The relationship is clearer for mental health. The researchers asked mothers whether they had a previous history of depression, and they found that sleepless infants put mothers with no past history of depression at risk for developing mental-health problems. (If they already had such a history, their babies' sleeplessness didn't make their prognosis any worse than it already was.) By contrast, infants who sleep poorly seem to have little effect on the distress levels of their fathers. Also, preschoolers' sleep problems were associated with milder negative effects, physical and mental, on both parents.

Why is there such a strong association between poor sleep in infants and poor physical health for both parents?  I can only speculate that the stress of chronic sleep interruption may have greater physical consequences than we have previously appreciated. Surely, this question calls out for more research. Also, I should point out that the state of physical health comes from the parents' self-reporting rather than an examination of their health records.  It's possible that their physical health isn't objectively poorer—it's just that they feel much worse.

As for the mental-health findings, they come as no surprise. Poor sleep in infants is likely to lead to poor sleep in mothers, and sleep deprivation in adults is bad for their mental health.  I would have thought that fathers would be similarly blighted, and the findings about their poor overall health suggest they aren't snoozing away while their wives tear their hair out. But maybe the sleep deprivation affects fathers differently, for some reason.

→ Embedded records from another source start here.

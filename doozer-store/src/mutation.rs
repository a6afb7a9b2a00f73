//! The mutation codec: the textual `cas:path=value` / `cas:path` / empty
//! instruction forms from spec §4.1, plus the binary snapshot form that a
//! mutation op can also carry. Values are opaque bytes, not `str` — the
//! wire form is ASCII up to the first `=`, and arbitrary after it.

use crate::cas::Cas;
use crate::error::StoreError;

/// The byte a decoded mutation can never start with: every ASCII digit and
/// `:` are claimed by the textual forms, so a leading byte outside that
/// range means "this is a snapshot record, not an instruction."
const SNAPSHOT_MAGIC: u8 = 0xff;

#[derive(Clone, Debug, Eq, PartialEq)]
pub enum Mut {
    Nop,
    Set { path: String, cas: Cas, value: Vec<u8> },
    Del { path: String, cas: Cas },
    Snapshot { seqn: u64, tree: Vec<u8> },
}

pub fn encode_set(path: &str, cas: Cas, value: &[u8]) -> Vec<u8> {
    let mut out = format!("{}:{}=", cas, path).into_bytes();
    out.extend_from_slice(value);
    out
}

pub fn encode_del(path: &str, cas: Cas) -> Vec<u8> {
    format!("{}:{}", cas, path).into_bytes()
}

pub fn encode_snapshot(seqn: u64, tree: &[u8]) -> Vec<u8> {
    let mut out = Vec::with_capacity(9 + tree.len());
    out.push(SNAPSHOT_MAGIC);
    out.extend_from_slice(&seqn.to_le_bytes());
    out.extend_from_slice(tree);
    out
}

/// Decodes the raw bytes of a single mutation op. An empty slice decodes to
/// `Nop` per spec §4.1 ("Nop: the empty string"); this takes that text at
/// face value rather than special-casing it as an error.
pub fn decode(bytes: &[u8]) -> Result<Mut, StoreError> {
    if bytes.is_empty() {
        return Ok(Mut::Nop);
    }

    if bytes[0] == SNAPSHOT_MAGIC {
        if bytes.len() < 9 {
            return Err(StoreError::BadMutation);
        }
        let seqn = u64::from_le_bytes(bytes[1..9].try_into().unwrap());
        return Ok(Mut::Snapshot { seqn, tree: bytes[9..].to_vec() });
    }

    let colon = match bytes.iter().position(|&b| b == b':') {
        Some(i) => i,
        None => return Err(StoreError::BadMutation),
    };

    let cas_str = std::str::from_utf8(&bytes[..colon]).map_err(|_| StoreError::BadMutation)?;
    let cas = Cas::from_wire(cas_str)?;

    let rest = &bytes[colon + 1..];
    match rest.iter().position(|&b| b == b'=') {
        Some(eq) => {
            let path = std::str::from_utf8(&rest[..eq])
                .map_err(|_| StoreError::BadPath(String::from_utf8_lossy(&rest[..eq]).into_owned()))?
                .to_string();
            crate::path::check_path(&path)?;
            let value = rest[eq + 1..].to_vec();
            Ok(Mut::Set { path, cas, value })
        }
        None => {
            let path = std::str::from_utf8(rest)
                .map_err(|_| StoreError::BadPath(String::from_utf8_lossy(rest).into_owned()))?
                .to_string();
            crate::path::check_path(&path)?;
            Ok(Mut::Del { path, cas })
        }
    }
}

#[cfg(test)]
mod tests {
    use super::*;

    #[test]
    fn empty_is_nop() {
        assert_eq!(decode(b"").unwrap(), Mut::Nop);
    }

    #[test]
    fn decodes_set_with_clobber() {
        let bytes = encode_set("/x", Cas::Clobber, b"a");
        assert_eq!(
            decode(&bytes).unwrap(),
            Mut::Set { path: "/x".into(), cas: Cas::Clobber, value: b"a".to_vec() }
        );
    }

    #[test]
    fn value_may_contain_equals_and_spaces() {
        let bytes = encode_set("/x", Cas::Missing, b"a=b c");
        assert_eq!(
            decode(&bytes).unwrap(),
            Mut::Set { path: "/x".into(), cas: Cas::Missing, value: b"a=b c".to_vec() }
        );
    }

    #[test]
    fn decodes_del_with_seqn_cas() {
        let bytes = encode_del("/x", Cas::Seqn(7));
        assert_eq!(decode(&bytes).unwrap(), Mut::Del { path: "/x".into(), cas: Cas::Seqn(7) });
    }

    #[test]
    fn no_colon_is_bad_mutation() {
        assert_eq!(decode(b"x").unwrap_err(), StoreError::BadMutation);
    }

    #[test]
    fn colon_with_bad_path_is_bad_path() {
        assert!(matches!(decode(b":x").unwrap_err(), StoreError::BadPath(_)));
        assert!(matches!(decode(b":/x y").unwrap_err(), StoreError::BadPath(_)));
    }

    #[test]
    fn snapshot_round_trips() {
        let bytes = encode_snapshot(42, b"tree-bytes");
        assert_eq!(decode(&bytes).unwrap(), Mut::Snapshot { seqn: 42, tree: b"tree-bytes".to_vec() });
    }
}
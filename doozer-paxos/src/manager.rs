//! The sliding-window manager: owns a window of `Instance`s keyed by seqn,
//! derives membership from the store with the α-delay spec §4.4 requires,
//! routes inbound wire messages to the right instance, and pushes learned
//! values back onto the store's op channel.
//!
//! Messages addressed to this node's own id never touch the wire: they're
//! delivered straight back into the instance table, since every node is
//! always a member of its own acceptor set. Everything else is queued on
//! the `doozer_net::Node` for an external transport to drain.

use std::collections::{BTreeMap, VecDeque};

use doozer_net::{Msg, Node as NetNode, NodeId};
use doozer_store::Store;

use crate::instance::Instance;
use crate::registrar::{self, Membership};

/// Typical window width from spec §4.4.
pub const DEFAULT_ALPHA: u64 = 50;

pub struct Manager {
    self_id: NodeId,
    store: Store,
    net: NetNode,
    alpha: u64,
    instances: BTreeMap<u64, Instance>,
    next_candidate: u64,
}

impl Manager {
    pub fn new(self_id: NodeId, store: Store, alpha: u64) -> Manager {
        Manager { self_id, store, net: NetNode::new(), alpha, instances: BTreeMap::new(), next_candidate: 1 }
    }

    async fn membership_for(&self, seqn: u64) -> Membership {
        let as_of = seqn.saturating_sub(self.alpha).max(1);
        registrar::read_membership_as_of(&self.store, as_of).await
    }

    async fn instance_mut(&mut self, seqn: u64) -> &mut Instance {
        if !self.instances.contains_key(&seqn) {
            let membership = self.membership_for(seqn).await;
            let slot = membership.slot_of(&self.self_id).unwrap_or(0);
            self.instances.insert(seqn, Instance::new(seqn, membership.members, slot));
        }
        self.instances.get_mut(&seqn).expect("just inserted")
    }

    /// Blocks (by waiting on store membership sync) until it can return the
    /// next seqn this node owns by round-robin slot order.
    pub async fn next_seqn(&mut self) -> u64 {
        loop {
            let applied = self.store.applied().await;
            if self.next_candidate <= applied {
                // Seqns up to `applied` were settled (by us or by a peer
                // whose LEARN we caught) since we last looked; don't retry them.
                self.next_candidate = applied + 1;
            }
            let candidate = self.next_candidate;
            let membership = self.membership_for(candidate).await;
            self.next_candidate += 1;
            if membership.owner_of(candidate) == Some(&self.self_id) {
                return candidate;
            }
        }
    }

    pub async fn propose(&mut self, seqn: u64, value: String) {
        let inst = self.instance_mut(seqn).await;
        let outbox = inst.propose(value);
        self.drain(seqn, outbox.sends, outbox.decided).await;
    }

    /// Re-invites on a seqn whose proposal has stalled; a no-op if nothing
    /// is in flight there or it already decided.
    pub async fn retry(&mut self, seqn: u64) {
        if let Some(inst) = self.instances.get_mut(&seqn) {
            let outbox = inst.retry();
            self.drain(seqn, outbox.sends, outbox.decided).await;
        }
    }

    /// Routes a message addressed to a particular seqn's instance, dropping
    /// it if the seqn has already been applied or sits outside the window.
    pub async fn deliver(&mut self, from: NodeId, msg: Msg) {
        let seqn = msg.seqn();
        let applied = self.store.applied().await;
        if seqn <= applied || seqn > applied + self.alpha {
            return;
        }
        let inst = self.instance_mut(seqn).await;
        let outbox = inst.receive(from, msg);
        self.drain(seqn, outbox.sends, outbox.decided).await;
    }

    /// Sends every outgoing message, looping messages addressed to `self`
    /// straight back into the instance table rather than round-tripping
    /// them through the wire. Propagates any decision reached along the way
    /// to the store.
    async fn drain(&mut self, seqn: u64, sends: Vec<(NodeId, Msg)>, decided: Option<String>) {
        self.settle(seqn, decided).await;

        let mut queue: VecDeque<(u64, NodeId, Msg)> = sends.into_iter().map(|(to, msg)| (seqn, to, msg)).collect();
        while let Some((s, to, msg)) = queue.pop_front() {
            if to == self.self_id {
                let self_id = self.self_id.clone();
                let inst = self.instance_mut(s).await;
                let out = inst.receive(self_id, msg);
                queue.extend(out.sends.into_iter().map(|(t, m)| (s, t, m)));
                self.settle(s, out.decided).await;
            } else {
                self.net.send_msg(to, &msg);
            }
        }
    }

    async fn settle(&mut self, seqn: u64, decided: Option<String>) {
        if let Some(value) = decided {
            tracing::info!(seqn, %value, "paxos instance decided, handing to store");
            let _ = self.store.propose(seqn, value.into_bytes()).await;
            self.instances.remove(&seqn);
        }
    }

    pub fn pop_outgoing(&mut self) -> Option<(NodeId, Vec<u8>)> {
        self.net.pop_outgoing()
    }

    pub fn recv_bytes(&mut self, src: NodeId, buf: Vec<u8>) {
        self.net.recv_bytes(src, buf);
    }

    /// Routes every message currently queued in the inbound buffer.
    pub async fn pump(&mut self) {
        while let Some((src, msg)) = self.net.pop_incoming() {
            self.deliver(src, msg).await;
        }
    }
}

/// A cheap, cloneable handle that lets coordination primitives (session,
/// lock, timer) submit a mutation to be proposed on whatever seqn this node
/// next owns, without each of them needing its own `&mut Manager`. Backed
/// by a task that owns the `Manager` and serializes proposals through it.
#[derive(Clone)]
pub struct Proposer {
    tx: tokio::sync::mpsc::Sender<(String, tokio::sync::oneshot::Sender<u64>)>,
}

impl Proposer {
    /// Proposes `value` and returns the seqn it was assigned once decided.
    pub async fn propose(&self, value: String) -> u64 {
        let (reply, rx) = tokio::sync::oneshot::channel();
        if self.tx.send((value, reply)).await.is_err() {
            return 0;
        }
        rx.await.unwrap_or(0)
    }
}

/// Spawns the task that drives `manager`, returning a `Proposer` handle to it.
pub fn spawn_proposer(manager: Manager) -> Proposer {
    let (tx, rx) = tokio::sync::mpsc::channel(128);
    tokio::spawn(drive_proposer(manager, rx));
    Proposer { tx }
}

async fn drive_proposer(mut manager: Manager, mut rx: tokio::sync::mpsc::Receiver<(String, tokio::sync::oneshot::Sender<u64>)>) {
    while let Some((value, reply)) = rx.recv().await {
        let seqn = manager.next_seqn().await;
        manager.propose(seqn, value).await;
        let _ = reply.send(seqn);
    }
}
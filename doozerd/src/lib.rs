//! Top-level wiring: a running node is a store, a Paxos manager exposed as
//! a [`doozer_paxos::Proposer`], and the coordination primitives
//! ([`doozer_coord::lock`], [`doozer_coord::session`]) spawned against
//! them. [`Bootstrap`] pins the two ways a node comes up — first member or
//! joiner — as a plain enum for an external front-end to construct; no CLI
//! parsing lives in this crate. [`ClientOps`] pins the shape a request
//! dispatcher needs without shipping a line-protocol parser.

use std::net::SocketAddr;

use doozer_net::NodeId;
use doozer_paxos::{spawn_proposer, JoinResponse, Manager, Proposer, DEFAULT_ALPHA};
use doozer_store::{Cas, Event, ReadCas, Store, TooLate};

/// How a node comes up: as the sole founding member of a new cluster, or by
/// attaching to one that already exists. The socket dial that turns
/// `Join`'s `attach` address into a [`JoinResponse`] is a transport
/// concern and out of scope here (see `doozer_paxos::join`'s docs); an
/// embedding binary performs that dial and hands the response to
/// [`Replica::join`].
#[derive(Clone, Copy, Debug)]
pub enum Bootstrap {
    First { listen: SocketAddr },
    Join { attach: SocketAddr },
}

/// A running node: the store, a handle for submitting proposals, and the
/// background tasks (lock cleaner, session reaper) that keep the
/// coordination primitives alive for as long as the replica runs.
pub struct Replica {
    pub self_id: NodeId,
    pub store: Store,
    pub proposer: Proposer,
}

impl Replica {
    /// Founds a new cluster: inserts `self_id` as the sole member at seqn 1
    /// before any Paxos traffic can occur, then starts the usual tasks.
    pub async fn first(self_id: NodeId, listen: SocketAddr) -> doozer_base::Result<Replica> {
        let store = Store::spawn();
        doozer_paxos::bootstrap_first(&store, &self_id, &listen.to_string()).await?;
        Ok(Replica::spawn(self_id, store))
    }

    /// Joins an existing cluster using a [`JoinResponse`] already obtained
    /// (by dialing the attach address and running the join handshake
    /// through some external transport).
    pub async fn join(self_id: NodeId, resp: JoinResponse) -> doozer_base::Result<Replica> {
        let store = doozer_paxos::join_cluster(resp).await?;
        Ok(Replica::spawn(self_id, store))
    }

    fn spawn(self_id: NodeId, store: Store) -> Replica {
        let manager = Manager::new(self_id.clone(), store.clone(), DEFAULT_ALPHA);
        let proposer = spawn_proposer(manager);
        tokio::spawn(doozer_coord::lock::clean(store.clone(), proposer.clone()));
        tokio::spawn(doozer_coord::session::clean(store.clone(), proposer.clone()));
        Replica { self_id, store, proposer }
    }
}

/// The operations an external client dispatcher needs to implement a wire
/// protocol against. No line-protocol parser ships here (spec.md §1 scopes
/// that out); this only pins the shape.
#[async_trait::async_trait]
pub trait ClientOps {
    async fn get(&self, path: &str) -> (Vec<String>, ReadCas);
    async fn set(&self, path: &str, cas: Cas, value: Vec<u8>) -> doozer_base::Result<u64>;
    async fn del(&self, path: &str, cas: Cas) -> doozer_base::Result<u64>;
    async fn watch(&self, glob: &str) -> tokio::sync::mpsc::UnboundedReceiver<Event>;
    async fn wait(&self, seqn: u64) -> Result<Event, TooLate>;
    async fn sync(&self, seqn: u64);
    async fn snapshot(&self) -> Vec<u8>;
}

#[async_trait::async_trait]
impl ClientOps for Replica {
    async fn get(&self, path: &str) -> (Vec<String>, ReadCas) {
        self.store.get(path).await
    }

    /// Proposes the set and waits for it to be applied, returning the seqn
    /// it landed at. A Paxos-learned value travels through the instance
    /// machinery as a `String` (spec.md §4.3's wire values are textual
    /// instruction forms), so a non-UTF-8 `value` can't be proposed through
    /// consensus and is rejected up front.
    async fn set(&self, path: &str, cas: Cas, value: Vec<u8>) -> doozer_base::Result<u64> {
        let value = String::from_utf8(value)
            .map_err(|_| doozer_base::err("set: value must be valid UTF-8 to travel through consensus"))?;
        let seqn = self.proposer.propose(format!("{cas}:{path}={value}")).await;
        self.store.sync(seqn).await;
        Ok(seqn)
    }

    async fn del(&self, path: &str, cas: Cas) -> doozer_base::Result<u64> {
        let seqn = self.proposer.propose(format!("{cas}:{path}")).await;
        self.store.sync(seqn).await;
        Ok(seqn)
    }

    async fn watch(&self, glob: &str) -> tokio::sync::mpsc::UnboundedReceiver<Event> {
        self.store.watch(glob).await
    }

    async fn wait(&self, seqn: u64) -> Result<Event, TooLate> {
        self.store.wait(seqn).await
    }

    async fn sync(&self, seqn: u64) {
        self.store.sync(seqn).await
    }

    async fn snapshot(&self) -> Vec<u8> {
        self.store.snapshot().await
    }
}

It's a relief to learn that badly sleeping preschoolers don't have the same deleterious impact. That's probably because they're just not as all-demanding as the awake-all-night infant. But if you've got one of those still-plaguing kids, here's a strategy backed by evidence, from new research by Brei Moore and Patrick Friman and their associates at the University of Nevada and the University of Nebraska. The method they test is simple: Put children to bed with a card they can exchange for one "free pass" to leave the bedroom to get a drink or a parental hug. (Not on the list is permission to stay up later.) Once the child enjoys his free pass, he has to turn in it in for the night, and his parents must ignore all subsequent bids for attention.